Trump takes on The Swamp in the battle for America

Cameron Stewart
Robert F. Kennedy Jr. (R) talks with Matt Gaetz and his wife Ginger Luckey Gaetz at Mar-a-Lago. Picture: Getty Images via AFP.
Robert F. Kennedy Jr. (R) talks with Matt Gaetz and his wife Ginger Luckey Gaetz at Mar-a-Lago. Picture: Getty Images via AFP.

Donald Trump is not just rewriting American history, he is ripping it to shreds by nominating the most radical assembly of outsiders ever seen in a presidential administration.
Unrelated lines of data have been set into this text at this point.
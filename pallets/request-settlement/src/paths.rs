//! The two settlement paths of a request.
//!
//! Both paths share the canonical hash, signer recovery and the replay guard, and differ only in
//! their preconditions, whose authority the recovered signer is checked against, and what they
//! move. The shared driver lives in [`crate::Pallet::settle`].

use crate::{
  AssetOps, Config, Error, LiquidityPool, OperatorRegistry, Owner, Pallet, StakeLedger, executor,
  types::{Request, StatusKind},
};
use core::marker::PhantomData;
use frame::prelude::*;
use polkadot_sdk::{
  frame_support::traits::UnixTime,
  sp_runtime::traits::{CheckedAdd, Zero},
};

/// Decides whether a recovered signer may drive a path.
pub trait AuthorityCheck<T: Config> {
  fn authorize(signer: &T::AccountId) -> DispatchResult;
}

/// The signer must be in the operator registry.
pub struct OperatorAuthority<T>(PhantomData<T>);

impl<T: Config> AuthorityCheck<T> for OperatorAuthority<T> {
  fn authorize(signer: &T::AccountId) -> DispatchResult {
    ensure!(
      T::OperatorRegistry::is_authorized_operator(signer),
      Error::<T>::UnauthorizedOperator
    );
    Ok(())
  }
}

/// The signer is the party whose own stake gets seized. There is no registry lookup; a signer
/// without stake fails at seizure.
pub struct StakeholderAuthority<T>(PhantomData<T>);

impl<T: Config> AuthorityCheck<T> for StakeholderAuthority<T> {
  fn authorize(_signer: &T::AccountId) -> DispatchResult {
    Ok(())
  }
}

/// One half of the request lifecycle.
pub trait RequestPath<T: Config> {
  /// Status bit this path flips on success.
  const KIND: StatusKind;

  type Authority: AuthorityCheck<T>;

  /// Checks that only depend on the request and the executing ledger. Run before the signature
  /// is looked at.
  fn validate(request: &Request<T>) -> DispatchResult;

  /// Moves funds. Runs after authorization and the replay check.
  fn execute(
    submitter: &T::AccountId,
    request: &Request<T>,
    signer: &T::AccountId,
  ) -> DispatchResult;
}

/// Operator-authorized half: fronts pooled funds to the recipient.
pub struct WithdrawPath<T>(PhantomData<T>);

impl<T: Config> RequestPath<T> for WithdrawPath<T> {
  const KIND: StatusKind = StatusKind::Withdrawn;

  type Authority = OperatorAuthority<T>;

  fn validate(request: &Request<T>) -> DispatchResult {
    ensure!(
      request.withdraw_chain_id == T::ChainId::get(),
      Error::<T>::WrongChain
    );
    let now = T::TimeProvider::now().as_secs();
    ensure!(
      request.valid_until == 0 || now <= request.valid_until,
      Error::<T>::Expired
    );
    ensure!(
      request.valid_after == 0 || now >= request.valid_after,
      Error::<T>::NotYetValid
    );
    Ok(())
  }

  fn execute(
    submitter: &T::AccountId,
    request: &Request<T>,
    _signer: &T::AccountId,
  ) -> DispatchResult {
    let sovereign = Pallet::<T>::account_id();
    executor::run_all::<T>(&request.pre_calls, submitter, &sovereign)?;
    T::LiquidityPool::remove(request.asset, request.amount, &sovereign)?;
    T::AssetOps::transfer(
      &sovereign,
      &request.recipient,
      request.asset,
      request.amount,
    )?;
    executor::run_all::<T>(&request.post_calls, submitter, &sovereign)
  }
}

/// Stake-holder-authorized half: seizes `amount + fee` from the signer, pays `amount` back into
/// the pool and `fee` to the owner.
pub struct ClaimPath<T>(PhantomData<T>);

impl<T: Config> RequestPath<T> for ClaimPath<T> {
  const KIND: StatusKind = StatusKind::Claimed;

  type Authority = StakeholderAuthority<T>;

  fn validate(request: &Request<T>) -> DispatchResult {
    ensure!(
      request.claim_chain_id == T::ChainId::get(),
      Error::<T>::WrongChain
    );
    Ok(())
  }

  fn execute(
    _submitter: &T::AccountId,
    request: &Request<T>,
    signer: &T::AccountId,
  ) -> DispatchResult {
    let fee_recipient = if request.fee.is_zero() {
      None
    } else {
      Some(Owner::<T>::get().ok_or(Error::<T>::OwnerNotSet)?)
    };
    let total = request
      .amount
      .checked_add(&request.fee)
      .ok_or(Error::<T>::ArithmeticOverflow)?;
    let sovereign = Pallet::<T>::account_id();
    T::StakeLedger::seize(signer, request.asset, total, &sovereign)?;
    T::LiquidityPool::add(request.asset, request.amount, &sovereign)?;
    if let Some(owner) = fee_recipient {
      T::AssetOps::transfer(&sovereign, &owner, request.asset, request.fee)?;
    }
    Ok(())
  }
}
By choosing a grab-bag of bomb-throwers with riding instructions to dismantle the Washington ‘swamp’ and tackle the ‘deep state,’ the incoming president has thrown down a historic challenge to the nation’s capital.

His message is that there is a rotten core lurking within the most fundamental institutions of the US government, from the FBI and the intelligence agencies, to the Pentagon to the departments of justice, health, education and immigration among others.

Mr Trump’s solution is to root out what he sees as this rotten core by appointing loyalists, from Robert F Kennedy Jr, to Matt Gaetz, to Tulsi Gabbard to Pete Hegseth, whose starting point is a deep distrust of the institutions they have been chosen to preside over.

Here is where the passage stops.